Whenever you feel too stressed out or your mind seems to be spiraling out of control, chances are, you are advised to take deep breaths or focus on your breathing pattern for some time. If you believe differently, then let us tell you that, according to researches, taking deep breaths is indeed a useful and holistic way of reducing stress.

The uncertainty of the COVID-19 pandemic and the rising atrocities in our society have incited a lot of stress in people nowadays. Besides, the hassle of domestic and professional commitments adds to the pre-existing anxiety and worsens things. Studies have shown that being stressed about something doesn’t help the situation in any way. It interferes with our ability to put our best efforts at work and thus, reduces productivity by a considerable margin.
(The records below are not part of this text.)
//! Location sources.
//!
//! A provider hands position readings to a [`SampleSink`] until it is unsubscribed. The tracker
//! only talks to the [`LocationProvider`] trait, so the device source and the scripted sources are
//! interchangeable.

mod gpsd;
mod synthetic;

pub use gpsd::{GpsdProvider, DEFAULT_GPSD_ADDR};
pub use synthetic::{load_track, SimulatedRoute, SyntheticProvider};

use crate::model::{PositionSample, SamplingOptions};
use serde::{Deserialize, Serialize};
use std::fmt;
use std::sync::atomic::{AtomicU64, Ordering};
use std::sync::Arc;
use thiserror::Error;
use time::OffsetDateTime;

/// Error codes follow the geolocation numbering the mobile app received from the browser.
#[derive(Debug, Clone, Copy, PartialEq, Eq, Serialize, Deserialize)]
#[serde(try_from = "u16", into = "u16")]
pub enum LocationErrorCode {
    PermissionDenied = 1,
    PositionUnavailable = 2,
    Timeout = 3,
}

impl LocationErrorCode {
    pub fn as_u16(self) -> u16 {
        self as u16
    }
}

impl From<LocationErrorCode> for u16 {
    fn from(code: LocationErrorCode) -> Self {
        code.as_u16()
    }
}

impl TryFrom<u16> for LocationErrorCode {
    type Error = String;

    fn try_from(code: u16) -> Result<Self, Self::Error> {
        match code {
            1 => Ok(Self::PermissionDenied),
            2 => Ok(Self::PositionUnavailable),
            3 => Ok(Self::Timeout),
            other => Err(format!("unknown location error code {other}")),
        }
    }
}

#[derive(Debug, Clone, PartialEq, Eq, Error, Serialize, Deserialize)]
#[error("ERROR({}): {}", .code.as_u16(), .message)]
pub struct LocationError {
    pub code: LocationErrorCode,
    pub message: String,
}

impl LocationError {
    pub fn permission_denied(message: impl Into<String>) -> Self {
        Self {
            code: LocationErrorCode::PermissionDenied,
            message: message.into(),
        }
    }

    pub fn position_unavailable(message: impl Into<String>) -> Self {
        Self {
            code: LocationErrorCode::PositionUnavailable,
            message: message.into(),
        }
    }

    pub fn timeout(message: impl Into<String>) -> Self {
        Self {
            code: LocationErrorCode::Timeout,
            message: message.into(),
        }
    }
}

pub type LocationUpdate = Result<PositionSample, LocationError>;

/// Callback target for readings produced by a subscription.
#[derive(Clone)]
pub struct SampleSink {
    inner: Arc<dyn Fn(LocationUpdate) + Send + Sync>,
}

impl SampleSink {
    pub fn new(f: impl Fn(LocationUpdate) + Send + Sync + 'static) -> Self {
        Self { inner: Arc::new(f) }
    }

    pub fn deliver(&self, update: LocationUpdate) {
        (self.inner)(update)
    }
}

impl fmt::Debug for SampleSink {
    fn fmt(&self, f: &mut fmt::Formatter<'_>) -> fmt::Result {
        f.write_str("SampleSink")
    }
}

/// Opaque handle for an open subscription.
#[derive(Debug, Clone, Copy, PartialEq, Eq, Hash)]
pub struct SubscriptionHandle(u64);

impl SubscriptionHandle {
    pub fn next() -> Self {
        static NEXT: AtomicU64 = AtomicU64::new(1);
        Self(NEXT.fetch_add(1, Ordering::Relaxed))
    }
}

pub trait LocationProvider: Send + Sync {
    /// Whether this platform can produce locations at all.
    fn is_available(&self) -> bool {
        true
    }

    /// Start delivering readings to `sink`. Returns without waiting for the first reading.
    fn subscribe(
        &self,
        options: &SamplingOptions,
        sink: SampleSink,
    ) -> Result<SubscriptionHandle, LocationError>;

    /// Stop a subscription. Unknown or already closed handles are ignored.
    fn unsubscribe(&self, handle: SubscriptionHandle);
}

pub(crate) fn epoch_ms(at: OffsetDateTime) -> i64 {
    (at.unix_timestamp_nanos() / 1_000_000) as i64
}

/// A platform without any location source.
#[derive(Debug, Default)]
pub struct UnavailableProvider;

impl LocationProvider for UnavailableProvider {
    fn is_available(&self) -> bool {
        false
    }

    fn subscribe(
        &self,
        _options: &SamplingOptions,
        _sink: SampleSink,
    ) -> Result<SubscriptionHandle, LocationError> {
        Err(LocationError::position_unavailable(
            "Geolocation is not supported on this platform.",
        ))
    }

    fn unsubscribe(&self, _handle: SubscriptionHandle) {}
}
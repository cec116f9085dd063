//! Display helpers shared by the text summary and the TUI.

/// `mm:ss`, or `h:mm:ss` once the run passes an hour.
pub fn format_duration_ms(elapsed_ms: u64) -> String {
    format_duration_secs(elapsed_ms / 1000)
}

pub fn format_duration_secs(total: u64) -> String {
    let (h, m, s) = (total / 3600, (total % 3600) / 60, total % 60);
    if h > 0 {
        format!("{h}:{m:02}:{s:02}")
    } else {
        format!("{m:02}:{s:02}")
    }
}

/// Pace in minutes per km as `m'ss"`. Zero means no pace and renders as `--'--"`.
pub fn format_pace_min_per_km(pace: f64) -> String {
    if !pace.is_finite() || pace <= 0.0 {
        return "--'--\"".into();
    }
    let total = (pace * 60.0).round() as u64;
    format!("{}'{:02}\"", total / 60, total % 60)
}

pub fn format_pace_sec_per_km(pace: f64) -> String {
    format_pace_min_per_km(pace / 60.0)
}

pub fn format_distance_km(km: f64) -> String {
    format!("{km:.2} km")
}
Two recently published studies made it very clear that breathing exercises prove to be the most fruitful in diminishing immediate and long-term stress. The first study was conducted at Yale, and it had mindfulness-based stress reduction, foundations of emotional intelligence, and breathing exercises as its three stress-release programs. The participants were randomly delegated to practice one of these three programs. As per the results, those who turned to the breathing exercises experienced the most significant mental health and social connectedness benefits.
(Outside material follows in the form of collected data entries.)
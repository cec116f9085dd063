use ratatui::{
    layout::{Alignment, Constraint, Direction, Layout, Rect},
    style::{Color, Style},
    symbols,
    text::{Line, Span},
    widgets::{Axis, Block, Borders, Chart, Dataset, GraphType, Paragraph},
    Frame,
};

use super::state::UiState;
use crate::metrics;

pub struct ChartRenderParams<'a> {
    pub area: Rect,
    pub datasets: Vec<Dataset<'a>>,
    pub x_axis: Axis<'a>,
    pub y_axis: Axis<'a>,
    pub title: Line<'a>,
    pub metrics: Option<(f64, f64, f64, f64)>,
    pub color: Color,
}

/// Metrics line (avg, med, p25, p75) shown under a chart.
fn render_metrics_text<'a>(metrics: (f64, f64, f64, f64), color: Color) -> Line<'a> {
    let (mean_val, median_val, p25_val, p75_val) = metrics;
    let mut spans = Vec::new();
    for (label, v) in [
        ("avg", mean_val),
        ("med", median_val),
        ("p25", p25_val),
        ("p75", p75_val),
    ] {
        if !spans.is_empty() {
            spans.push(Span::raw(" "));
        }
        spans.push(Span::styled(label, Style::default().fg(Color::Gray)));
        spans.push(Span::styled(format!(" {:.1}", v), Style::default().fg(color)));
    }
    Line::from(spans)
}

/// Render a line chart with metrics inside the same bordered box.
pub fn render_chart_with_metrics_inside(f: &mut Frame, params: ChartRenderParams) {
    let area = params.area;
    // Get inner area (accounting for borders)
    let inner = if area.width > 2 && area.height > 2 {
        Rect {
            x: area.x + 1,
            y: area.y + 1,
            width: area.width.saturating_sub(2),
            height: area.height.saturating_sub(2),
        }
    } else {
        area
    };

    let chart_metrics = Layout::default()
        .direction(Direction::Vertical)
        .constraints([Constraint::Min(3), Constraint::Length(1)].as_ref())
        .split(inner);

    let chart = Chart::new(params.datasets)
        .x_axis(params.x_axis)
        .y_axis(params.y_axis);
    f.render_widget(chart, chart_metrics[0]);

    if let Some(m) = params.metrics {
        f.render_widget(
            Paragraph::new(render_metrics_text(m, params.color)).alignment(Alignment::Center),
            chart_metrics[1],
        );
    }

    let block = Block::default().borders(Borders::ALL).title(params.title);
    f.render_widget(block, area);
}

pub fn max_y(points: &[(f64, f64)]) -> f64 {
    points.iter().map(|(_, y)| *y).fold(0.0, |a, b| a.max(b))
}

fn x_bounds(points: &[(f64, f64)]) -> [f64; 2] {
    let min = points.first().map(|(x, _)| *x).unwrap_or(0.0);
    let max = points.last().map(|(x, _)| *x).unwrap_or(0.0);
    [min, max.max(min + 1.0)]
}

/// Distance over time (left) and speed over time (right).
pub fn draw_progress_charts(area: Rect, f: &mut Frame, state: &UiState) {
    let row = Layout::default()
        .direction(Direction::Horizontal)
        .constraints([Constraint::Percentage(50), Constraint::Percentage(50)].as_ref())
        .split(area);

    if state.distance_points.len() >= 2 {
        let y_max = (max_y(&state.distance_points) * 1.10).max(0.1);
        let ds = Dataset::default()
            .graph_type(GraphType::Line)
            .marker(symbols::Marker::Braille)
            .style(Style::default().fg(Color::Green))
            .data(&state.distance_points);
        render_chart_with_metrics_inside(
            f,
            ChartRenderParams {
                area: row[0],
                datasets: vec![ds],
                x_axis: Axis::default().title("s").bounds(x_bounds(&state.distance_points)),
                y_axis: Axis::default()
                    .title("km")
                    .bounds([0.0, y_max])
                    .labels(vec![Span::raw("0"), Span::raw(format!("{y_max:.2}"))]),
                title: Line::from(vec![
                    Span::raw("Distance ("),
                    Span::styled(
                        format!("{:.2} km", state.distance_km),
                        Style::default().fg(Color::Green),
                    ),
                    Span::raw(")"),
                ]),
                metrics: None,
                color: Color::Green,
            },
        );
    } else {
        let empty = Paragraph::new("Waiting for location readings...")
            .block(Block::default().borders(Borders::ALL).title("Distance"));
        f.render_widget(empty, row[0]);
    }

    if state.speed_points.len() >= 2 {
        let y_max = (max_y(&state.speed_points) * 1.10).max(1.0);
        let speeds: Vec<f64> = state.speed_points.iter().map(|(_, y)| *y).collect();
        let ds = Dataset::default()
            .graph_type(GraphType::Line)
            .marker(symbols::Marker::Braille)
            .style(Style::default().fg(Color::Cyan))
            .data(&state.speed_points);
        render_chart_with_metrics_inside(
            f,
            ChartRenderParams {
                area: row[1],
                datasets: vec![ds],
                x_axis: Axis::default().title("s").bounds(x_bounds(&state.speed_points)),
                y_axis: Axis::default()
                    .title("m/s")
                    .bounds([0.0, y_max])
                    .labels(vec![Span::raw("0"), Span::raw(format!("{y_max:.1}"))]),
                title: Line::from(vec![
                    Span::raw("Speed ("),
                    Span::styled(
                        format!("{:.1} m/s", state.current_speed_mps),
                        Style::default().fg(Color::Cyan),
                    ),
                    Span::raw(")"),
                ]),
                metrics: metrics::compute_metrics(&speeds),
                color: Color::Cyan,
            },
        );
    } else {
        let empty = Paragraph::new("Waiting for location readings...")
            .block(Block::default().borders(Borders::ALL).title("Speed"));
        f.render_widget(empty, row[1]);
    }
}
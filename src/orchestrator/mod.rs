//! Application-level orchestration utilities.
//!
//! This module owns run lifecycle control (start/pause/stop/reset) and post-run processing
//! such as the summary and exports. UI/CLI layers call into this module to keep
//! responsibilities separated.

mod controller;
mod post_process;

pub(crate) use controller::{run_controller, ControllerOptions, FinishedRun, UiCommand};
pub(crate) use post_process::{export_json, process_run_completion};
In the second study conducted by the University of Arizona, two methods were put across to relieve the participants’ stress. One revolved around breath meditation, and the other was a bit more conventional and about working with cognitive strategies that would change the thoughts about stress altogether. This study too reinforced that breathing was more helpful in negating the immediate effects of stress, conscientiousness, and mood, and its impacts lasted longer than three months. Participants were assigned high-performance tasks both before and after the workshops, and as expected, those who signed up for the cognitive workshop showed signs of elevated breathing and heart rate. As opposed to this, the group that took up the breathing exercises was relatively steady in their breathing and heart. This implied that the program had imparted them a buffer against uncontrollable stress related to waiting for something that would inevitably be very excruciating. Other than being positive throughout the entire task, the breathing participants also spurned better results and completed their assignments in lesser time.

As per research, the different breathing patterns that we follow are associated with the distinct emotions we feel. For instance, when you are happy or cheerful, your breathing will be slow, deep, and regular. Whereas, if you are incredibly upset or angry when things are not right, your breathing will be irregular, short, shallow, and fast. Stress impairs our prefrontal cortex, responsible for rational thinking, and logic doesn’t help us regain control. This is why you cannot think straight or be emotionally intelligent, per se, when you have anxiety. Thus, when you go back to following the breathing pattern that corresponds to joy and glee, you start sensing those emotions again.

Changing your breathing rhythm or slowing it down indicates relaxation. A slower breathing rhythm stimulates the vagus nerve, which connects the brain stem to the abdomen, and decelerates the heart rate. Activating the parasympathetic nervous system calms our body down and hands back the wand of rational thinking.